//! Merge jobs and the single-active-job rule.

use super::decision::{FormatReason, MergePlan};
use super::orchestrator::MergeOutput;
use crate::classify::ClassifiedError;
use crate::config::MergeOptions;
use crate::document::DocumentId;
use crate::error::{DocMergeError, Result};
use crate::format::LogicalFormat;
use chrono::{DateTime, Utc};
use serde::Serialize;
use std::fmt;
use std::sync::Arc;
use std::sync::atomic::{AtomicBool, Ordering};
use uuid::Uuid;

/// Job lifecycle: `queued -> processing -> completed | failed`.
#[derive(Debug, Clone, Copy, PartialEq, Eq, Hash, Serialize)]
#[serde(rename_all = "lowercase")]
pub enum JobStatus {
    /// Created, not started.
    Queued,
    /// Running.
    Processing,
    /// Finished with output.
    Completed,
    /// Finished without output.
    Failed,
}

impl JobStatus {
    /// Whether the status is final.
    pub fn is_terminal(&self) -> bool {
        matches!(self, Self::Completed | Self::Failed)
    }

    /// Whether moving to `next` is allowed.
    pub fn can_transition_to(&self, next: JobStatus) -> bool {
        matches!(
            (self, next),
            (Self::Queued, Self::Processing)
                | (Self::Queued, Self::Failed)
                | (Self::Processing, Self::Completed)
                | (Self::Processing, Self::Failed)
        )
    }
}

impl fmt::Display for JobStatus {
    fn fmt(&self, f: &mut fmt::Formatter<'_>) -> fmt::Result {
        let text = match self {
            Self::Queued => "queued",
            Self::Processing => "processing",
            Self::Completed => "completed",
            Self::Failed => "failed",
        };
        f.write_str(text)
    }
}

/// One merge request and its outcome.
#[derive(Debug, Clone, Serialize)]
#[serde(rename_all = "camelCase")]
pub struct ProcessingJob {
    /// Job id.
    pub id: Uuid,
    /// Documents in merge order.
    pub document_ids: Vec<DocumentId>,
    /// Options captured at creation.
    pub options: MergeOptions,
    /// Lifecycle status.
    pub status: JobStatus,
    /// Percent complete, 0 to 100, never decreasing.
    pub progress: f32,
    /// Decided output format.
    pub output_format: LogicalFormat,
    /// Why that format.
    pub format_reason: FormatReason,
    /// Output, once completed.
    #[serde(skip_serializing_if = "Option::is_none")]
    pub result: Option<MergeOutput>,
    /// Failure, once failed.
    #[serde(skip_serializing_if = "Option::is_none")]
    pub error: Option<ClassifiedError>,
    /// Problems absorbed along the way.
    pub warnings: Vec<String>,
    /// Creation time.
    pub created_at: DateTime<Utc>,
    /// Time the job reached a terminal status.
    #[serde(skip_serializing_if = "Option::is_none")]
    pub finished_at: Option<DateTime<Utc>>,
}

impl ProcessingJob {
    /// A queued job for `plan`.
    pub fn new(document_ids: Vec<DocumentId>, options: MergeOptions, plan: &MergePlan) -> Self {
        Self {
            id: Uuid::new_v4(),
            document_ids,
            options,
            status: JobStatus::Queued,
            progress: 0.0,
            output_format: plan.output,
            format_reason: plan.reason,
            result: None,
            error: None,
            warnings: Vec::new(),
            created_at: Utc::now(),
            finished_at: None,
        }
    }

    /// Move to `next`.
    ///
    /// # Errors
    ///
    /// [`DocMergeError::InvalidTransition`] for anything outside the
    /// lifecycle, including leaving a terminal status.
    pub fn transition(&mut self, next: JobStatus) -> Result<()> {
        if !self.status.can_transition_to(next) {
            return Err(DocMergeError::InvalidTransition {
                from: self.status.to_string(),
                to: next.to_string(),
            });
        }
        self.status = next;
        if next.is_terminal() {
            self.finished_at = Some(Utc::now());
        }
        Ok(())
    }

    /// Raise progress to `percent`; lower values are ignored.
    pub fn set_progress(&mut self, percent: f32) {
        self.progress = self.progress.max(percent.clamp(0.0, 100.0));
    }

    /// Record the output and finish.
    pub fn complete(&mut self, output: MergeOutput) -> Result<()> {
        self.transition(JobStatus::Completed)?;
        self.set_progress(100.0);
        self.result = Some(output);
        Ok(())
    }

    /// Record the failure and finish.
    pub fn fail(&mut self, error: ClassifiedError) -> Result<()> {
        self.transition(JobStatus::Failed)?;
        self.result = None;
        self.error = Some(error);
        Ok(())
    }

    /// The output, or the recorded failure as an error.
    pub fn into_output(self) -> Result<MergeOutput> {
        match (self.result, self.error) {
            (Some(output), _) => Ok(output),
            (None, Some(error)) => Err(DocMergeError::merge_failed(error.to_string())),
            (None, None) => Err(DocMergeError::merge_failed(format!(
                "job is {}",
                self.status
            ))),
        }
    }
}

/// Holds the single active-job slot until dropped.
#[derive(Debug)]
pub struct ActiveJobGuard {
    slot: Arc<AtomicBool>,
}

impl ActiveJobGuard {
    /// Claim `slot`.
    ///
    /// # Errors
    ///
    /// [`DocMergeError::JobAlreadyActive`] if another guard holds it.
    pub fn acquire(slot: &Arc<AtomicBool>) -> Result<Self> {
        slot.compare_exchange(false, true, Ordering::AcqRel, Ordering::Acquire)
            .map_err(|_| DocMergeError::JobAlreadyActive)?;
        Ok(Self {
            slot: Arc::clone(slot),
        })
    }
}

impl Drop for ActiveJobGuard {
    fn drop(&mut self) {
        self.slot.store(false, Ordering::Release);
    }
}

#[cfg(test)]
mod tests {
    use super::*;
    use crate::classify::ErrorCode;
    use crate::merge::decision::{MergeStrategy, plan_merge};
    use rstest::rstest;

    fn job() -> ProcessingJob {
        let plan = plan_merge(&[LogicalFormat::Pdf], None).unwrap();
        ProcessingJob::new(vec![DocumentId::new()], MergeOptions::default(), &plan)
    }

    #[rstest]
    #[case(JobStatus::Queued, JobStatus::Processing, true)]
    #[case(JobStatus::Queued, JobStatus::Failed, true)]
    #[case(JobStatus::Queued, JobStatus::Completed, false)]
    #[case(JobStatus::Processing, JobStatus::Completed, true)]
    #[case(JobStatus::Processing, JobStatus::Queued, false)]
    #[case(JobStatus::Completed, JobStatus::Failed, false)]
    #[case(JobStatus::Failed, JobStatus::Processing, false)]
    fn test_transitions(#[case] from: JobStatus, #[case] to: JobStatus, #[case] allowed: bool) {
        assert_eq!(from.can_transition_to(to), allowed);
    }

    #[test]
    fn test_job_reaches_exactly_one_terminal_status() {
        let mut job = job();
        assert_eq!(job.status, JobStatus::Queued);
        job.transition(JobStatus::Processing).unwrap();
        job.fail(ClassifiedError::new(ErrorCode::MergeFailed)).unwrap();
        assert!(job.finished_at.is_some());

        let err = job.transition(JobStatus::Completed).unwrap_err();
        assert!(matches!(err, DocMergeError::InvalidTransition { .. }));
        assert_eq!(job.status, JobStatus::Failed);
    }

    #[test]
    fn test_progress_is_monotonic() {
        let mut job = job();
        job.set_progress(60.0);
        job.set_progress(20.0);
        assert_eq!(job.progress, 60.0);
        job.set_progress(250.0);
        assert_eq!(job.progress, 100.0);
    }

    #[test]
    fn test_job_records_plan() {
        let plan = plan_merge(&[LogicalFormat::Docx, LogicalFormat::Docx], None).unwrap();
        assert_eq!(plan.strategy, MergeStrategy::Bridge);
        let job = ProcessingJob::new(Vec::new(), MergeOptions::default(), &plan);
        assert_eq!(job.output_format, LogicalFormat::Pdf);
        assert_eq!(job.format_reason, FormatReason::MultiWordRedirect);
    }

    #[test]
    fn test_guard_allows_one_holder() {
        let slot = Arc::new(AtomicBool::new(false));
        let guard = ActiveJobGuard::acquire(&slot).unwrap();
        assert!(matches!(
            ActiveJobGuard::acquire(&slot),
            Err(DocMergeError::JobAlreadyActive)
        ));
        drop(guard);
        assert!(ActiveJobGuard::acquire(&slot).is_ok());
    }
}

######

*EXERCISE OBJECTIVE*:
Read the entries above and find each line holding the word "decision". Copy it out.

*EXERCISE OUTPUT*:
use super::decision::{FormatReason, MergePlan};
    use crate::merge::decision::{MergeStrategy, plan_merge};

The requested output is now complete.